For the nowness diary format, it'll be videos which no such platform exists yet. We'll need to add AI to auto edit the crappy videos you take for fun and engaging (photo filter made amatuer photos look professional => Instagram took off). Video filming for amature is still too hard (holding hands steady, filming mulitple shots, etc).
⚰️ Obituaries
Talking-head authenticity videos.
Outdated. Audiences want motion, emotion, density, and editing. No value in showing your face.
Five-minute product walkthroughs.
It'll be two tiers. The top of the funnel makreitng tier will be done by fun heavily edited video with little UI display, which is later directed to interactive, AI-guided interactive onboarding demo.

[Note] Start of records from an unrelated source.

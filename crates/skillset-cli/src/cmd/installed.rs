use crate::output::{print_json, print_table};
use anyhow::Context;
use skillset_core::install;
use std::path::Path;

pub fn run(root: &Path, json: bool) -> anyhow::Result<()> {
    let installed = install::installed_skills(root).context("failed to scan workspace")?;

    if json {
        print_json(&installed)?;
        return Ok(());
    }

    if installed.is_empty() {
        println!("No skills installed. Try: skillset init");
        return Ok(());
    }

    let rows: Vec<Vec<String>> = installed
        .iter()
        .map(|s| {
            vec![
                s.skill_id.clone(),
                s.tool.to_string(),
                s.path.display().to_string(),
            ]
        })
        .collect();
    print_table(&["SKILL", "TOOL", "PATH"], rows);
    Ok(())
}
use crate::catalog::{Catalog, SkillInfo};
use crate::error::Result;
use rust_embed::RustEmbed;

/// Markdown skill templates bundled into the binary, laid out as
/// `{domain}/{skill}/SKILL.md`.
#[derive(RustEmbed)]
#[folder = "templates"]
struct TemplateAssets;

/// The bundled template for a skill, if one ships with the library.
pub fn bundled(domain_id: &str, skill_id: &str) -> Option<String> {
    let path = format!("{domain_id}/{skill_id}/SKILL.md");
    let file = TemplateAssets::get(&path)?;
    String::from_utf8(file.data.into_owned()).ok()
}

/// Generated stand-in for skills without a bundled template file.
pub fn scaffold(skill: &SkillInfo, domain_name: &str) -> String {
    format!(
        "---\nname: {id}\ndescription: {name} skill from the {domain} domain\n---\n\n\
         # {name}\n\n\
         Guidance for applying the {name} skill in this workspace.\n\n\
         ## When to use\n\n\
         Reach for this skill when the task at hand involves {lower}.\n\n\
         ## Instructions\n\n\
         1. Review the current state of the workspace before making changes.\n\
         2. Apply the {name} practices incrementally, verifying each step.\n\
         3. Record decisions that future contributors will need.\n",
        id = skill.id,
        name = skill.name,
        domain = domain_name,
        lower = skill.name.to_lowercase(),
    )
}

/// Resolve the install content for a catalog skill: the bundled template
/// when present, a generated scaffold otherwise.
pub fn resolve(catalog: &Catalog, skill_id: &str) -> Result<String> {
    let skill = catalog.require_skill(skill_id)?;
    let domain = catalog.require_domain(&skill.domain)?;
    Ok(bundled(&domain.id, &skill.id).unwrap_or_else(|| scaffold(&skill, &domain.name)))
}
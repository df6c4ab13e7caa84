use crate::output::print_json;
use anyhow::{bail, Context};
use skillset_core::install;
use std::path::Path;

pub fn run(
    root: &Path,
    skill_id: Option<&str>,
    all: bool,
    yes: bool,
    json: bool,
) -> anyhow::Result<()> {
    if all {
        // Deleting every skill folder is irreversible; require the flag.
        if !yes {
            bail!("removing all skills deletes every tool skill folder; re-run with --yes to confirm");
        }
        let removed = install::remove_all(root).context("failed to remove skills")?;
        if json {
            print_json(&removed)?;
        } else if removed.is_empty() {
            println!("Nothing to remove.");
        } else {
            for folder in &removed {
                println!("removed: {}", folder.display());
            }
        }
        return Ok(());
    }

    let Some(skill_id) = skill_id else {
        bail!("specify a skill id, or --all --yes to remove everything");
    };

    let removed = install::remove_skill(root, skill_id)
        .with_context(|| format!("failed to remove skill '{skill_id}'"))?;
    if json {
        print_json(&removed)?;
    } else {
        for path in &removed {
            println!("removed: {}", path.display());
        }
    }
    Ok(())
}
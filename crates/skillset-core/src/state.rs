use crate::error::Result;
use crate::paths;
use crate::types::Tool;
use chrono::{DateTime, Utc};
use serde::{Deserialize, Serialize};
use std::path::Path;

/// Bookkeeping that survives across runs, stored at `.skillset/state.yaml`.
/// Separate from config so user settings never churn on routine commands.
#[derive(Debug, Clone, Default, Serialize, Deserialize)]
pub struct State {
    #[serde(default, skip_serializing_if = "Option::is_none")]
    pub last_used_tool: Option<Tool>,
    #[serde(default, skip_serializing_if = "Option::is_none")]
    pub last_update_check: Option<DateTime<Utc>>,
}

impl State {
    pub fn load_or_default(root: &Path) -> Result<Self> {
        let path = paths::state_path(root);
        if !path.exists() {
            return Ok(Self::default());
        }
        let data = std::fs::read_to_string(&path)?;
        let state: State = serde_yaml::from_str(&data)?;
        Ok(state)
    }

    pub fn save(&self, root: &Path) -> Result<()> {
        let path = paths::state_path(root);
        let data = serde_yaml::to_string(self)?;
        crate::io::atomic_write(&path, data.as_bytes())
    }

    pub fn record_install(&mut self, tool: Tool) {
        self.last_used_tool = Some(tool);
    }

    pub fn record_update_check(&mut self) {
        self.last_update_check = Some(Utc::now());
    }
}

#[cfg(test)]
mod tests {
    use super::*;
    use tempfile::TempDir;

    #[test]
    fn missing_state_yields_defaults() {
        let dir = TempDir::new().unwrap();
        let state = State::load_or_default(dir.path()).unwrap();
        assert!(state.last_used_tool.is_none());
        assert!(state.last_update_check.is_none());
    }

    #[test]
    fn roundtrip_after_install_and_update() {
        let dir = TempDir::new().unwrap();
        let mut state = State::default();
        state.record_install(Tool::Copilot);
        state.record_update_check();
        state.save(dir.path()).unwrap();

        let loaded = State::load_or_default(dir.path()).unwrap();
        assert_eq!(loaded.last_used_tool, Some(Tool::Copilot));
        assert!(loaded.last_update_check.is_some());
    }
}
use serde::{Deserialize, Serialize};
use std::fmt;

// ---------------------------------------------------------------------------
// Tool
// ---------------------------------------------------------------------------

/// Supported AI coding assistants. Each tool reads skill files from its own
/// conventional folder in the workspace.
#[derive(Debug, Clone, Copy, PartialEq, Eq, Hash, Serialize, Deserialize)]
#[serde(rename_all = "kebab-case")]
pub enum Tool {
    ClaudeCode,
    Cursor,
    Copilot,
    Other,
}

impl Tool {
    pub fn all() -> &'static [Tool] {
        &[Tool::ClaudeCode, Tool::Cursor, Tool::Copilot, Tool::Other]
    }

    pub fn as_str(self) -> &'static str {
        match self {
            Tool::ClaudeCode => "claude-code",
            Tool::Cursor => "cursor",
            Tool::Copilot => "copilot",
            Tool::Other => "other",
        }
    }

    pub fn display_name(self) -> &'static str {
        match self {
            Tool::ClaudeCode => "Claude Code",
            Tool::Cursor => "Cursor",
            Tool::Copilot => "GitHub Copilot",
            Tool::Other => "Other AI Tools",
        }
    }

    /// Default skill folder relative to the workspace root.
    /// "other" tools share the universal .claude/skills format.
    pub fn folder(self) -> &'static str {
        match self {
            Tool::ClaudeCode | Tool::Other => ".claude/skills",
            Tool::Cursor => ".cursor/rules",
            Tool::Copilot => ".github/skills",
        }
    }

    /// Cursor keeps flat rule files; the others use a SKILL.md per directory.
    pub fn uses_flat_files(self) -> bool {
        matches!(self, Tool::Cursor)
    }
}

impl fmt::Display for Tool {
    fn fmt(&self, f: &mut fmt::Formatter<'_>) -> fmt::Result {
        f.write_str(self.as_str())
    }
}

impl std::str::FromStr for Tool {
    type Err = crate::error::SkillsetError;

    fn from_str(s: &str) -> Result<Self, Self::Err> {
        match s {
            "claude-code" => Ok(Tool::ClaudeCode),
            "cursor" => Ok(Tool::Cursor),
            "copilot" => Ok(Tool::Copilot),
            "other" => Ok(Tool::Other),
            _ => Err(crate::error::SkillsetError::UnknownTool(s.to_string())),
        }
    }
}

// ---------------------------------------------------------------------------
// Display-name formatting
// ---------------------------------------------------------------------------

/// Format a kebab-case skill id into a Title Case display name,
/// e.g. "git-hygiene-enforcer" -> "Git Hygiene Enforcer".
pub fn format_skill_name(skill_id: &str) -> String {
    skill_id
        .split('-')
        .filter(|w| !w.is_empty())
        .map(|word| {
            let mut chars = word.chars();
            match chars.next() {
                Some(first) => first.to_uppercase().chain(chars).collect::<String>(),
                None => String::new(),
            }
        })
        .collect::<Vec<_>>()
        .join(" ")
}

// ---------------------------------------------------------------------------
// Tests
// ---------------------------------------------------------------------------
use crate::output::{print_json, print_table};
use anyhow::Context;
use clap::Subcommand;
use skillset_core::catalog::Catalog;
use skillset_core::config::Config;
use skillset_core::presets::Preset;
use std::path::Path;

#[derive(Subcommand)]
pub enum ListSubcommand {
    /// List the skill domains
    Domains,
    /// List skills, optionally within one domain
    Skills {
        #[arg(long)]
        domain: Option<String>,
    },
    /// List quick-setup presets
    Presets,
}

pub fn run(root: &Path, subcmd: ListSubcommand, json: bool) -> anyhow::Result<()> {
    match subcmd {
        ListSubcommand::Domains => domains(json),
        ListSubcommand::Skills { domain } => skills(root, domain.as_deref(), json),
        ListSubcommand::Presets => presets(json),
    }
}

fn domains(json: bool) -> anyhow::Result<()> {
    let catalog = Catalog::builtin();

    if json {
        print_json(&catalog.domains())?;
        return Ok(());
    }

    let rows: Vec<Vec<String>> = catalog
        .domains()
        .iter()
        .map(|d| {
            vec![
                d.id.clone(),
                format!("{} {}", d.icon, d.name),
                d.skill_count().to_string(),
                d.description.clone(),
            ]
        })
        .collect();
    print_table(&["ID", "NAME", "SKILLS", "DESCRIPTION"], rows);
    Ok(())
}

fn skills(root: &Path, domain: Option<&str>, json: bool) -> anyhow::Result<()> {
    let catalog = Catalog::builtin();
    let config = Config::load_or_default(root).context("failed to load config")?;

    let skills = match domain {
        Some(id) => {
            let domain = catalog.require_domain(id)?;
            domain
                .skills
                .iter()
                .filter_map(|s| catalog.skill(s))
                .collect()
        }
        None => catalog.all_skills(),
    };

    if json {
        print_json(&skills)?;
        return Ok(());
    }

    let rows: Vec<Vec<String>> = skills
        .iter()
        .map(|s| {
            vec![
                s.id.clone(),
                s.domain.clone(),
                if config.is_favorite(&s.id) { "★".to_string() } else { String::new() },
                s.name.clone(),
            ]
        })
        .collect();
    print_table(&["ID", "DOMAIN", "FAV", "NAME"], rows);
    Ok(())
}

fn presets(json: bool) -> anyhow::Result<()> {
    if json {
        let values: Vec<_> = Preset::all()
            .iter()
            .map(|p| {
                serde_json::json!({
                    "id": p.id,
                    "name": p.name,
                    "description": p.description,
                    "domains": p.domains,
                })
            })
            .collect();
        print_json(&values)?;
        return Ok(());
    }

    let rows: Vec<Vec<String>> = Preset::all()
        .iter()
        .map(|p| vec![p.id.to_string(), p.name.to_string(), p.domains.join(", ")])
        .collect();
    print_table(&["ID", "NAME", "DOMAINS"], rows);
    Ok(())
}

SEO-driven long-form corporate blogs.
Outranked by LLMs trained on their content. There's no place for non-edge professional content. The information density is just too low.
Casual selfies.
Replaced by cinematic self-portraits and AR-attached storytelling on top of the real life.
🧭 The Pattern Behind the Noise
Every ten years, format compresses and distribution expands.
1995 → text to image.
2005 → video democratized.
2015 → social optimized.
2025 → creation synthesized.
The next medium isn’t a new camera or app.
It’s the automation of performance—turning creative instincts into programmable assets.
We’re entering an era where anyone can run a studio—but only the few will design emotions at scale.